Many residents are nervously wondering how day-to-day life in the District will change once President-elect Donald Trump takes office on January 20th. Here is what we know so far:
1. Security officials have disclosed that whenever Mr. Trump plans to leave the White House – be it to check in on his Pennsylvania Avenue hotel, scout for stalks of wheat to fill in his hairline or to simply gaze out of a tinted window at what he now refers to as “all mine” – instead of merely closing streets for his motorcade to pass through, all citizens within the District will be required to stay inside their buildings. No one, in any quadrant, may be publicly visible from his La-Z-Boy seat, submerged in a hot tub, inside a stretch Hummer limo. This mandate will also apply during his biweekly CVS run for CoverGirl under eye concealer and Tic Tacs.
2. Only men will be permitted to sit on Metro seats. Women may either stand or sit on a lap of a man whom is seated.
3. After eliminating the Environmental Protection Agency, the building where it is currently headquartered will be used to quarantine all registered Muslims in the District. Mr. Trump reportedly plans to remove all toilets from inside and encourage citizens to instead defecate onto the nameplate of the building, known as the William Jefferson Clinton Federal Building.
4. It seems Mr. Trump won’t completely disregard environmental regulations, as he has insisted that new construction projects within the District adhere to a strict water pressure code. All new shower installations must use a certain state-provided shower head, which will be golden-colored.
5. Each time Mr. Trump “fires off a tweet,” a cannon will symbolically be shot into the Potomac River.
6. The exterior of the White House will see some changes. Mr. Trump’s initials will be carved into each of the building’s columns. A moat, 65 feet deep, will be dug around the perimeter of the building and will be filled with eels, alligators and Mitch McConnell. It is also rumored that Mr. Trump’s youngest son Barron might be spotted playing with his pet chimpanzee, named Real Daddy, on the South Lawn.
7. District residents will soon hear the hum of planes overhead, as Mr. Trump plans to abolish D.C.’s no-fly policy to be compatible with his new communications strategy. In lieu of holding press conferences, Mr. Trump will send aircraft across the country to convey his policy initiatives via skywriting. Already queued for January 20th are: ISIS BAD, BLACKS THUGS, IVANKA HOT.
8. The National Cherry Blossom Festival will cease. Mr. Trump has said that he would like to demonstrate to the international community that the U.S. does not celebrate gifts from China.

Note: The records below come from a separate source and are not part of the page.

//! Client facade: wires the registry, the connection task, and the
//! periodic state flusher together behind one handle.

use std::sync::Arc;
use std::time::Duration;

use thiserror::Error;
use tokio::sync::{broadcast, watch};
use tokio::task::JoinHandle;
use tokio::time::MissedTickBehavior;
use tracing::warn;
use update_bus::{Bus, BusMessage, LocalBus};
use url::Url;

use crate::config::Config;
use crate::connection::{ConnectionManager, ConnectionStatus};
use crate::registry::{Notice, RegistryStats, SubscriptionRegistry, NOTICE_TOPIC};
use crate::storage::{FileStore, StateStore, StoreError};
use crate::transport::{TransportConnector, WebSocketConnector};

#[derive(Debug, Error)]
pub enum CoreError {
    #[error("invalid server url: {0}")]
    InvalidUrl(#[from] url::ParseError),
    #[error(transparent)]
    Store(#[from] StoreError),
}

pub struct VigilClient {
    registry: Arc<SubscriptionRegistry>,
    connection: ConnectionManager,
    notices: Arc<LocalBus<Notice>>,
    flush_task: JoinHandle<()>,
}

impl VigilClient {
    /// Production wiring: file-backed state, websocket transport.
    pub fn new(config: Config) -> Result<Self, CoreError> {
        let url = Url::parse(&config.server_url)?;
        let dir = match &config.state_dir {
            Some(dir) => dir.clone(),
            None => FileStore::default_dir()?,
        };
        let store: Arc<dyn StateStore> = Arc::new(FileStore::new(dir)?);
        let connector: Arc<dyn TransportConnector> = Arc::new(WebSocketConnector::new(url));
        Ok(Self::with_parts(config, store, connector))
    }

    /// Embedder wiring: caller supplies the store and the transport.
    pub fn with_parts(
        config: Config,
        store: Arc<dyn StateStore>,
        connector: Arc<dyn TransportConnector>,
    ) -> Self {
        let notices = Arc::new(LocalBus::new());
        let registry = Arc::new(SubscriptionRegistry::open(
            store,
            notices.clone() as Arc<dyn Bus<Notice>>,
            config.max_cached_events,
        ));
        let connection =
            ConnectionManager::spawn(config.connection(), connector, registry.clone());
        let flush_task = spawn_flusher(
            registry.clone(),
            Duration::from_millis(config.flush_interval_ms),
        );
        Self {
            registry,
            connection,
            notices,
            flush_task,
        }
    }

    /// Add a channel; takes effect on the live connection immediately
    /// and, through persistence, on every later one.
    pub fn subscribe(&self, channel: &str) -> bool {
        let added = self.registry.subscribe(channel);
        if added {
            self.connection.notify_subscribed(channel);
        }
        added
    }

    pub fn unsubscribe(&self, channel: &str) -> bool {
        let removed = self.registry.unsubscribe(channel);
        if removed {
            self.connection.notify_unsubscribed(channel);
        }
        removed
    }

    /// Start dialing in the background; returns immediately.
    pub fn connect(&self) {
        self.connection.connect();
    }

    /// Drop the link and stop reconnecting. Resolves once pending
    /// timers and repair retries are cancelled.
    pub async fn disconnect(&self) {
        self.connection.disconnect().await;
    }

    /// Disconnect, stop background tasks, and write out state.
    pub async fn shutdown(self) {
        self.connection.shutdown().await;
        self.flush_task.abort();
        let _ = self.flush_task.await;
        if let Err(err) = self.registry.force_save() {
            warn!(target = "vigil::client", error = %err, "final state flush failed");
        }
    }

    pub fn status(&self) -> ConnectionStatus {
        self.connection.status()
    }

    pub fn watch_status(&self) -> watch::Receiver<ConnectionStatus> {
        self.connection.watch_status()
    }

    /// Stream of state-change notices for a UI layer.
    pub fn notices(&self) -> broadcast::Receiver<BusMessage<Notice>> {
        self.notices.subscribe(NOTICE_TOPIC)
    }

    pub fn registry(&self) -> &SubscriptionRegistry {
        &self.registry
    }

    pub fn stats(&self) -> RegistryStats {
        self.registry.stats()
    }
}

fn spawn_flusher(registry: Arc<SubscriptionRegistry>, every: Duration) -> JoinHandle<()> {
    tokio::spawn(async move {
        let mut ticker = tokio::time::interval(every);
        ticker.set_missed_tick_behavior(MissedTickBehavior::Skip);
        // The first tick fires immediately; nothing is dirty yet.
        ticker.tick().await;
        loop {
            ticker.tick().await;
            registry.force_save_if_dirty();
        }
    })
}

9. The Library of Congress will be gutted of books and its interior stripped of renowned murals and architecture to be replaced entirely with trampolines. Floors, walls and ceilings will all be covered. Permitted entrants into “Trump’s Tramp Town” include Mr. Trump and women and girls ages 11-29 years old with a breast cup size C or larger. Reportedly Mr. Trump insists that “for safety purposes, socks and bikinis must be worn at all times.”
10. The Washington Monument will undergo construction to be doubled in height.